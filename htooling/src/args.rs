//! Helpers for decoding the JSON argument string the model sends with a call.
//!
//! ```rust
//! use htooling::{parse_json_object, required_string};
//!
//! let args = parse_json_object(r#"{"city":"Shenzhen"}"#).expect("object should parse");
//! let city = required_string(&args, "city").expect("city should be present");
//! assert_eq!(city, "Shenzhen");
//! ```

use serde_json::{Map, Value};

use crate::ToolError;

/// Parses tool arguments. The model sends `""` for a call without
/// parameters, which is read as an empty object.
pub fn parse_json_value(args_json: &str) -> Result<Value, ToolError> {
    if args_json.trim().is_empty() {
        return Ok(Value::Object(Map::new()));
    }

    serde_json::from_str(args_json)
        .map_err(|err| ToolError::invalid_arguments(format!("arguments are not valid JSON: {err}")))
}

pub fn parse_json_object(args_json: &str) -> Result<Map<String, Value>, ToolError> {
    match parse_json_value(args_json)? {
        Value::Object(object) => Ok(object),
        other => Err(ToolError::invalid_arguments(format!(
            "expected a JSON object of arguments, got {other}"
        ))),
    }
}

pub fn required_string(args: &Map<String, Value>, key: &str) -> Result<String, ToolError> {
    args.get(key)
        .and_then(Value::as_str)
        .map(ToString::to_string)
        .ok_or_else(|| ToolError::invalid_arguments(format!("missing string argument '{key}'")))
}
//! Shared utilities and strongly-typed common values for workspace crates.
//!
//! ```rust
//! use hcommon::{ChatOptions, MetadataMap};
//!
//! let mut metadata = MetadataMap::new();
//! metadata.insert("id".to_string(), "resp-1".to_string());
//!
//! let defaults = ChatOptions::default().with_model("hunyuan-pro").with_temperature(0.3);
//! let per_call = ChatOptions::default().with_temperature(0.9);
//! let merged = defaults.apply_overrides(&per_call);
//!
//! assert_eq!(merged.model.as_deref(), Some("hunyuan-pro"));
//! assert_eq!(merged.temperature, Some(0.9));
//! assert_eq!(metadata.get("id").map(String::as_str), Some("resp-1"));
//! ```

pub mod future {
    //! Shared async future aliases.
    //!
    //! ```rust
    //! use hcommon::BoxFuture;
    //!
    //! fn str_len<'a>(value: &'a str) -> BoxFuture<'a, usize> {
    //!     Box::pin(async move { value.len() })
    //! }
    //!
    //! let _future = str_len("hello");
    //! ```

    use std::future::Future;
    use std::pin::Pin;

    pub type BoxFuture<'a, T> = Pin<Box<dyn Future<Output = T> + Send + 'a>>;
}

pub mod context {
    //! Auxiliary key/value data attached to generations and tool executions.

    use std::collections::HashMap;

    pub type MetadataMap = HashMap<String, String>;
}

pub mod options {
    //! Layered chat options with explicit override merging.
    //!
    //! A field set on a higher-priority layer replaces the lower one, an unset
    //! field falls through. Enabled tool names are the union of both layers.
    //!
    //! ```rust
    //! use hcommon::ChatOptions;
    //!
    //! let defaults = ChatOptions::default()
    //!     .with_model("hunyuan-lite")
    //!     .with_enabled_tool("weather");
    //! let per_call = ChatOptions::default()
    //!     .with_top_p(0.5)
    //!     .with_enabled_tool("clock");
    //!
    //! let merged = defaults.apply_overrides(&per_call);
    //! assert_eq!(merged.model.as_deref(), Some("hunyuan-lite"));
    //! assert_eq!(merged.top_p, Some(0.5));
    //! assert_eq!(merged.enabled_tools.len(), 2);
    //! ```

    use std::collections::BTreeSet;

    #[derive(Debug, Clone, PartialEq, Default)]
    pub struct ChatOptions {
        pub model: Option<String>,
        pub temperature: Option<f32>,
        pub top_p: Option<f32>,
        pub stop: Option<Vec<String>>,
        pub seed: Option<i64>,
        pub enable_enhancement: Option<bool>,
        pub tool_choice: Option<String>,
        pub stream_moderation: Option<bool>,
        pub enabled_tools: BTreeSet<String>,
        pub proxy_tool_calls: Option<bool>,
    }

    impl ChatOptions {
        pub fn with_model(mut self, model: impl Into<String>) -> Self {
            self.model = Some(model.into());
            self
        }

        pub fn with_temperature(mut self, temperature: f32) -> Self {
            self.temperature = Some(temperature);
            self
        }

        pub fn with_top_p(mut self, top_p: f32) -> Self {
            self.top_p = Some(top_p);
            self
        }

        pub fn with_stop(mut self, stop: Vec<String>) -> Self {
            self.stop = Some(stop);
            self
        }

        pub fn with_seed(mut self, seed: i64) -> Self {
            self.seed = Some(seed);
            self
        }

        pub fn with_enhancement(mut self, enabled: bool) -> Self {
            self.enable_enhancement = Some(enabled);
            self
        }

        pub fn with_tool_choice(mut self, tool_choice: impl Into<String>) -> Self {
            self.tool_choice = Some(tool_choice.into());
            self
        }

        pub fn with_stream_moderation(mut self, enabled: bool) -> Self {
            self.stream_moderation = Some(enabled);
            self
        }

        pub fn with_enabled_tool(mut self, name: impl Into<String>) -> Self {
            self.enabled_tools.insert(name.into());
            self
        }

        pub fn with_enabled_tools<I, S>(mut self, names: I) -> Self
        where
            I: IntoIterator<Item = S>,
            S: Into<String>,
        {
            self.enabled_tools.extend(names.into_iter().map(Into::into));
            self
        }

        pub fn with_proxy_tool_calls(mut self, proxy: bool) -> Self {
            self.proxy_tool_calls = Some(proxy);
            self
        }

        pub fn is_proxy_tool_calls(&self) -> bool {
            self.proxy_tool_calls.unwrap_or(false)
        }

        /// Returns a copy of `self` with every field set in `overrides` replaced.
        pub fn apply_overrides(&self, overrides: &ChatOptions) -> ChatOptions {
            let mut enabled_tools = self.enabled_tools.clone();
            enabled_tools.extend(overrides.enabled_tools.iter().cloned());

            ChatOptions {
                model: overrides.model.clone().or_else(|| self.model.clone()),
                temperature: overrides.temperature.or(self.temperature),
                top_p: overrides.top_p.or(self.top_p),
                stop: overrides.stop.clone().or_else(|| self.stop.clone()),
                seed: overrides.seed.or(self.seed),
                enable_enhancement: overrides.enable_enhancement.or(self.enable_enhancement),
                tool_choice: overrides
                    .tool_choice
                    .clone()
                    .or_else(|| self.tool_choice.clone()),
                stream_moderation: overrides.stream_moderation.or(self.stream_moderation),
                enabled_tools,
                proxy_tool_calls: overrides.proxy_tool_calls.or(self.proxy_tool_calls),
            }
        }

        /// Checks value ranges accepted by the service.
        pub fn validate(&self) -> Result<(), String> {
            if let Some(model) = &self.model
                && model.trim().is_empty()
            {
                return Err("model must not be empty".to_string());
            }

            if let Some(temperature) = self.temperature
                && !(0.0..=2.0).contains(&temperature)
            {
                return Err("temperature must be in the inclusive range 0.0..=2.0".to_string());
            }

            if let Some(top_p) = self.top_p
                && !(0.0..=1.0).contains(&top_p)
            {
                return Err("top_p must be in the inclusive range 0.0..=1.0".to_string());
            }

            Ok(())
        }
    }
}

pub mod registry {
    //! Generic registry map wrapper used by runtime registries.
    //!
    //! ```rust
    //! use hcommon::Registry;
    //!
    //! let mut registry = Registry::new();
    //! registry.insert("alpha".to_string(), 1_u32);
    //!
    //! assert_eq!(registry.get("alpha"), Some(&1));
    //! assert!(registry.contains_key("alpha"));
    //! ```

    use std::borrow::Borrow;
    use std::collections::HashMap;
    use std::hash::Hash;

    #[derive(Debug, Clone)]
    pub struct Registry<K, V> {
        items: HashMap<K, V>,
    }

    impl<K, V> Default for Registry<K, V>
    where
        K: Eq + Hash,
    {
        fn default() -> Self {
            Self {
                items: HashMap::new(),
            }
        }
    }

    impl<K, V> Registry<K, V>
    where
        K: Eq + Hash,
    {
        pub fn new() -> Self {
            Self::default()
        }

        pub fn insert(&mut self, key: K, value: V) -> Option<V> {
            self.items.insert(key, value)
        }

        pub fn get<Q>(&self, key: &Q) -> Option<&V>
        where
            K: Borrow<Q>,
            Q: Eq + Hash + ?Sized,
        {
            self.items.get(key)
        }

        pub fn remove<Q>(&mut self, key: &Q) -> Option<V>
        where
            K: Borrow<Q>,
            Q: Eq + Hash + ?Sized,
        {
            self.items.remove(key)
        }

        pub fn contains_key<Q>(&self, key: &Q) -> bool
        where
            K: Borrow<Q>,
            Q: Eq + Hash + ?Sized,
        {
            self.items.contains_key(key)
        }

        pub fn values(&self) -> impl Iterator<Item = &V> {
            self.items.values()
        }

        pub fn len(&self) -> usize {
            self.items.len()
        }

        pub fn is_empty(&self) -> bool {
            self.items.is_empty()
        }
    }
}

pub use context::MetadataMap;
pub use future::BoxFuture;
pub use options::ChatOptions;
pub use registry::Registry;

======

Exercise prompt ->
The string "HashMap" shows up in some lines of the listing. Copy each such line.

Problem solution ->
    use std::collections::HashMap;
    pub type MetadataMap = HashMap<String, String>;
    use std::collections::HashMap;
        items: HashMap<K, V>,
                items: HashMap::new(),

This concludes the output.